Desenvolvimento desigual - Na lógica do desenvolvimento desigual, que atua como lei objetiva da evolução do capitalismo em sua etapa imperialista, enquanto os Estados Unidos e as potências capitalistas tradicionais (Europa e Japão) amargam um processo de declínio, com taxas de crescimento relativamente baixas e declinantes num processo de semi-estagnação, na chamada periferia do sistema surgem polos importantes em que a crise foi logo contornada.

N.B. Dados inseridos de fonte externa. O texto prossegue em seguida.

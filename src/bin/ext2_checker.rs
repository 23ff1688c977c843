use anyhow::Result;
use ext2fs::cli::{self, Usage};

fn main() {
    cli::init_logging();
    cli::finish(run());
}

fn run() -> Result<()> {
    let args = cli::args();
    let [image] = args.as_slice() else {
        return Err(Usage("ext2_checker <image file name>".to_owned()).into());
    };
    let report = cli::with_image(cli::host_path(image), ext2fs::checker::check_and_repair)?;
    println!("{}", report);
    Ok(())
}
use std::os::raw::c_int;

use thiserror::Error;

use crate::consts::{BlockPointer, InodePointer};

type ErrorNum = c_int;

pub type Result<T> = std::result::Result<T, Error>;

/// Every failure the metadata engine and its drivers can report.
///
/// Each variant maps to exactly one errno through [`Error::to_errno`]; the
/// command-line drivers use that value as their exit status.
#[derive(Debug, Error)]
pub enum Error {
    #[error("I/O error: {0}")]
    Io(#[from] std::io::Error),

    /// The byte region is not a single-group ext2 image this crate can handle.
    #[error("invalid on-disk format: {0}")]
    Format(String),

    #[error("corrupt metadata at block {block}: {detail}")]
    Corruption { block: BlockPointer, detail: String },

    #[error("block {block} is outside the image ({count} blocks)")]
    BlockOutOfRange { block: BlockPointer, count: u32 },

    #[error("inode {inode} is outside the inode table ({count} inodes)")]
    InodeOutOfRange { inode: InodePointer, count: u32 },

    /// Non-absolute path, or a parent path that does not resolve to a directory.
    #[error("invalid path: {0}")]
    InvalidPath(String),

    #[error("not a directory: {0}")]
    NotDirectory(String),

    #[error("file exists: {0}")]
    Exists(String),

    #[error("not found: {0}")]
    NotFound(String),

    #[error("is a directory: {0}")]
    IsDirectory(String),

    #[error("{name} has {links} hard links")]
    MultiLinked { name: String, links: u16 },

    #[error("no space left on device")]
    NoSpace,

    #[error("name too long: {len} bytes (limit {limit})")]
    NameTooLong { len: usize, limit: usize },

    #[error("inode {0} is in use")]
    InodeInUse(InodePointer),

    #[error("block {0} is in use")]
    BlockInUse(BlockPointer),
}

impl Error {
    pub fn to_errno(&self) -> ErrorNum {
        match self {
            Error::Io(_) => libc::EIO,
            Error::Format(_) => libc::EIO,
            Error::Corruption { .. } => libc::EIO,
            Error::BlockOutOfRange { .. } => libc::EIO,
            Error::InodeOutOfRange { .. } => libc::EIO,
            Error::InvalidPath(_) => libc::EINVAL,
            Error::NotDirectory(_) => libc::ENOTDIR,
            Error::Exists(_) => libc::EEXIST,
            Error::NotFound(_) => libc::ENOENT,
            Error::IsDirectory(_) => libc::EISDIR,
            Error::MultiLinked { .. } => libc::EMLINK,
            Error::NoSpace => libc::ENOSPC,
            Error::NameTooLong { .. } => libc::ENAMETOOLONG,
            Error::InodeInUse(_) => libc::EBUSY,
            Error::BlockInUse(_) => libc::EBUSY,
        }
    }

    pub(crate) fn corruption(block: BlockPointer, detail: impl Into<String>) -> Error {
        Error::Corruption { block, detail: detail.into() }
    }
}

/// Lossy rendering of an on-disk name or path for messages.
pub(crate) fn display_name(name: &[u8]) -> String {
    String::from_utf8_lossy(name).into_owned()
}

#[cfg(test)]
mod tests {
    use super::*;

    #[test]
    fn user_facing_categories_have_distinct_errnos() {
        let errors = [
            Error::InvalidPath("x".into()),
            Error::Exists("x".into()),
            Error::NotFound("x".into()),
            Error::IsDirectory("x".into()),
            Error::MultiLinked { name: "x".into(), links: 2 },
            Error::NoSpace,
            Error::NameTooLong { len: 2000, limit: 1024 },
            Error::InodeInUse(12),
        ];
        let mut codes: Vec<ErrorNum> = errors.iter().map(Error::to_errno).collect();
        codes.sort_unstable();
        codes.dedup();
        assert_eq!(codes.len(), errors.len());
        assert!(codes.iter().all(|code| *code > 0));
    }

    #[test]
    fn busy_variants_share_ebusy() {
        assert_eq!(Error::InodeInUse(1).to_errno(), libc::EBUSY);
        assert_eq!(Error::BlockInUse(1).to_errno(), libc::EBUSY);
    }
}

. É o caso concreto da China, que ao longo das últimas décadas cresce a taxas anuais de 10% ao ano. Alguns países da “periferia”, como os integrantes do BRICS, se beneficiaram do crescimento chinês. As divergências nos ritmos de desenvolvimento provocam o progressivo deslocamento do poder econômico mundial dos EUA e da Europa para a China e outros polos emergentes.
Comunistas recuperam influência - “A nova realidade internacional e a mudança do cenário nacional, levando em conta o ciclo político aberto por Lula e continuado por Dilma Rousseff, conferem ao Brasil uma nova dimensão também no quadro internacional”, afirma Renato.
. Tudo isto realça “a importância de atualizar a teoria revolucionária”. O dirigente do PCdoB sustenta que o movimento comunista internacional “começa a recuperar sua influência no processo de acumulação de forças (no sentido ideológico, político e prático da influência concreta na sociedade)”, o que melhora as perspectivas de enfrentar os desafios emergentes do processo de transição e avançar na elaboração teórica e na apresentação de uma alternativa revolucionária concreta ao sistema capitalista e imperialista.